* About this exercise *
Where does the string "match" appear in the material? Copy each line that holds it.

* Records for processing *

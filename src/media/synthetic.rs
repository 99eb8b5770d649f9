use async_trait::async_trait;
use std::sync::atomic::{AtomicBool, Ordering};
use std::sync::Arc;
use std::time::Duration;
use tokio::sync::watch;
use tokio::time::{interval, Instant};
use tracing::info;

use super::backend::{MediaBackend, MediaBackendConfig, MediaConstraints};
use super::error::MediaError;
use super::frame::VideoFrame;
use super::stream::{ChunkFeed, DeviceStream, MediaChunk, MediaTrack, TrackKind};

/// Bytes of generated payload per chunk, after the 4-byte sequence header
const CHUNK_PAYLOAD_BYTES: usize = 4096;

/// Deterministic in-process media source.
///
/// Produces solid-color frames that drift over time and fixed-size recorded
/// chunks, standing in for a real camera/microphone so the capture pipeline
/// can run headless and under a paused test clock.
pub struct SyntheticBackend {
    config: MediaBackendConfig,
    /// Injected acquisition failure, for exercising the denied/unavailable paths
    fail_with: Option<MediaError>,
    /// Live flags of the previously acquired stream's tracks
    previous: Vec<Arc<AtomicBool>>,
}

impl SyntheticBackend {
    pub fn new(config: MediaBackendConfig) -> Self {
        Self {
            config,
            fail_with: None,
            previous: Vec::new(),
        }
    }

    /// A backend whose every acquisition attempt fails with `error`
    pub fn failing(config: MediaBackendConfig, error: MediaError) -> Self {
        Self {
            config,
            fail_with: Some(error),
            previous: Vec::new(),
        }
    }

    fn spawn_frame_task(
        &self,
        track: MediaTrack,
        frames_tx: watch::Sender<Option<VideoFrame>>,
    ) {
        let width = self.config.frame_width;
        let height = self.config.frame_height;
        let period = Duration::from_millis(self.config.frame_interval_ms);

        tokio::spawn(async move {
            let start = Instant::now();
            let mut ticker = interval(period);
            let mut tick: u64 = 0;

            loop {
                ticker.tick().await;

                if !track.is_live() {
                    let _ = frames_tx.send(None);
                    break;
                }
                if !track.is_enabled() {
                    // Disabled camera: no frame surface to sample from
                    let _ = frames_tx.send(None);
                    continue;
                }

                let shade = (tick % 256) as u8;
                let frame = VideoFrame::solid(
                    width,
                    height,
                    [shade, 96, 255 - shade],
                    start.elapsed().as_millis() as u64,
                );
                let _ = frames_tx.send(Some(frame));
                tick += 1;
            }
        });
    }

    fn spawn_chunk_task(&self, tracks: Vec<MediaTrack>, feed: Arc<ChunkFeed>) {
        let period = Duration::from_millis(self.config.chunk_interval_ms);

        tokio::spawn(async move {
            let start = Instant::now();
            let mut ticker = interval(period);
            let mut seq: u32 = 0;

            loop {
                ticker.tick().await;

                if !tracks.iter().any(|t| t.is_live()) {
                    break;
                }
                if !feed.is_recording() {
                    continue;
                }

                let mut data = Vec::with_capacity(CHUNK_PAYLOAD_BYTES + 4);
                data.extend_from_slice(&seq.to_le_bytes());
                data.resize(CHUNK_PAYLOAD_BYTES + 4, 0x5A);

                feed.send(MediaChunk {
                    data,
                    timestamp_ms: start.elapsed().as_millis() as u64,
                });
                seq += 1;
            }
        });
    }
}

#[async_trait]
impl MediaBackend for SyntheticBackend {
    async fn acquire(&mut self, constraints: MediaConstraints) -> Result<DeviceStream, MediaError> {
        // Stop any previously held stream before requesting a new one
        for live in self.previous.drain(..) {
            live.store(false, Ordering::SeqCst);
        }

        if let Some(error) = &self.fail_with {
            return Err(error.clone());
        }

        let video = constraints.video.then(|| MediaTrack::new(TrackKind::Video));
        let audio = constraints.audio.then(|| MediaTrack::new(TrackKind::Audio));

        if video.is_none() && audio.is_none() {
            return Err(MediaError::DeviceUnavailable);
        }

        let (frames_tx, frames_rx) = watch::channel(None);
        let feed = Arc::new(ChunkFeed::new());

        if let Some(track) = &video {
            self.spawn_frame_task(track.clone(), frames_tx);
        }

        let tracks: Vec<MediaTrack> = [&video, &audio].into_iter().flatten().cloned().collect();
        self.previous = tracks.iter().map(|t| t.live_flag()).collect();
        self.spawn_chunk_task(tracks, Arc::clone(&feed));

        info!(
            "acquired synthetic stream (video={}, audio={})",
            constraints.video, constraints.audio
        );

        Ok(DeviceStream::new(
            video,
            audio,
            frames_rx,
            feed,
            "video/webm".to_string(),
        ))
    }

    fn name(&self) -> &str {
        "synthetic"
    }
}
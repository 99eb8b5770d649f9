use anyhow::{Context, Result};
use async_trait::async_trait;
use serde::{Deserialize, Serialize};
use std::time::Duration;
use tracing::{debug, warn};

use crate::metrics::{BehaviorMetrics, FacialMetrics, HeadPose};

/// Result of one analysis attempt.
///
/// Anything short of a 2xx response carrying both `metrics` and
/// `face_tracking` is `Invalid`; raw wire JSON never crosses this boundary.
#[derive(Debug, Clone, PartialEq)]
pub enum AnalysisOutcome {
    Valid {
        facial: FacialMetrics,
        behavior: BehaviorMetrics,
    },
    Invalid,
}

/// Seam between the sampler and the emotion-analysis endpoint
#[async_trait]
pub trait FrameAnalyzer: Send + Sync {
    /// Analyze one encoded frame. Failures are folded into
    /// `AnalysisOutcome::Invalid`; each tick is independent, with no retry.
    async fn analyze(&self, image_data_url: &str) -> AnalysisOutcome;
}

#[derive(Debug, Serialize)]
struct AnalyzeRequest<'a> {
    image: &'a str,
}

// Loose wire shapes; validation happens when converting to AnalysisOutcome
#[derive(Debug, Deserialize)]
struct AnalyzeResponse {
    metrics: Option<WireMetrics>,
    face_tracking: Option<WireFaceTracking>,
}

#[derive(Debug, Deserialize)]
struct WireMetrics {
    #[serde(default)]
    confident: f32,
    #[serde(default)]
    stressed: f32,
    #[serde(default)]
    nervous: f32,
}

#[derive(Debug, Default, Deserialize)]
struct WireFaceTracking {
    #[serde(default)]
    blink_count: u32,
    #[serde(default)]
    looking_at_camera: bool,
    #[serde(default)]
    head_pose: WireHeadPose,
}

#[derive(Debug, Default, Deserialize)]
struct WireHeadPose {
    #[serde(default)]
    pitch: f32,
    #[serde(default)]
    yaw: f32,
    #[serde(default)]
    roll: f32,
}

impl AnalyzeResponse {
    fn into_outcome(self) -> AnalysisOutcome {
        let (metrics, face_tracking) = match (self.metrics, self.face_tracking) {
            (Some(m), Some(f)) => (m, f),
            _ => {
                debug!("analysis response missing metrics or face_tracking");
                return AnalysisOutcome::Invalid;
            }
        };

        // The endpoint reports fractions in [0,1]; consumers expect percents
        AnalysisOutcome::Valid {
            facial: FacialMetrics {
                confident: metrics.confident * 100.0,
                stressed: metrics.stressed * 100.0,
                nervous: metrics.nervous * 100.0,
            },
            behavior: BehaviorMetrics {
                blink_count: face_tracking.blink_count,
                looking_at_camera: face_tracking.looking_at_camera,
                head_pose: HeadPose {
                    pitch: face_tracking.head_pose.pitch,
                    yaw: face_tracking.head_pose.yaw,
                    roll: face_tracking.head_pose.roll,
                },
            },
        }
    }
}

/// HTTP client for the remote emotion-analysis endpoint
pub struct RemoteAnalyzer {
    endpoint: String,
    http: reqwest::Client,
}

impl RemoteAnalyzer {
    /// `timeout` bounds each analysis call; a timed out call resolves to
    /// `Invalid` like any other failure.
    pub fn new(endpoint: impl Into<String>, timeout: Duration) -> Result<Self> {
        let http = reqwest::Client::builder()
            .timeout(timeout)
            .build()
            .context("Failed to build analysis HTTP client")?;

        Ok(Self {
            endpoint: endpoint.into(),
            http,
        })
    }
}

#[async_trait]
impl FrameAnalyzer for RemoteAnalyzer {
    async fn analyze(&self, image_data_url: &str) -> AnalysisOutcome {
        let response = match self
            .http
            .post(&self.endpoint)
            .json(&AnalyzeRequest {
                image: image_data_url,
            })
            .send()
            .await
        {
            Ok(r) => r,
            Err(e) => {
                warn!("analysis request failed: {}", e);
                return AnalysisOutcome::Invalid;
            }
        };

        if !response.status().is_success() {
            warn!("analysis endpoint returned {}", response.status());
            return AnalysisOutcome::Invalid;
        }

        match response.json::<AnalyzeResponse>().await {
            Ok(body) => body.into_outcome(),
            Err(e) => {
                warn!("failed to parse analysis response: {}", e);
                AnalysisOutcome::Invalid
            }
        }
    }
}
pub mod client;
pub mod fallback;
pub mod sampler;

pub use client::{AnalysisOutcome, FrameAnalyzer, RemoteAnalyzer};
pub use sampler::{FrameSampler, SamplerConfig};
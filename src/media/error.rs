use thiserror::Error;

/// Errors from media acquisition and recording.
///
/// Acquisition failures are terminal for that attempt: the session surfaces
/// them as a persistent inline error and the user must toggle a control (or
/// recreate the session) to retry.
#[derive(Debug, Clone, PartialEq, Eq, Error)]
pub enum MediaError {
    #[error("camera or microphone permission denied")]
    PermissionDenied,

    #[error("no capture device available")]
    DeviceUnavailable,

    #[error("recorder error: {0}")]
    Recorder(String),

    #[error("frame encoding failed: {0}")]
    Encode(String),
}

* Response *
        let (metrics, face_tracking) = match (self.metrics, self.face_tracking) {
        let response = match self
        match response.json::<AnalyzeResponse>().await {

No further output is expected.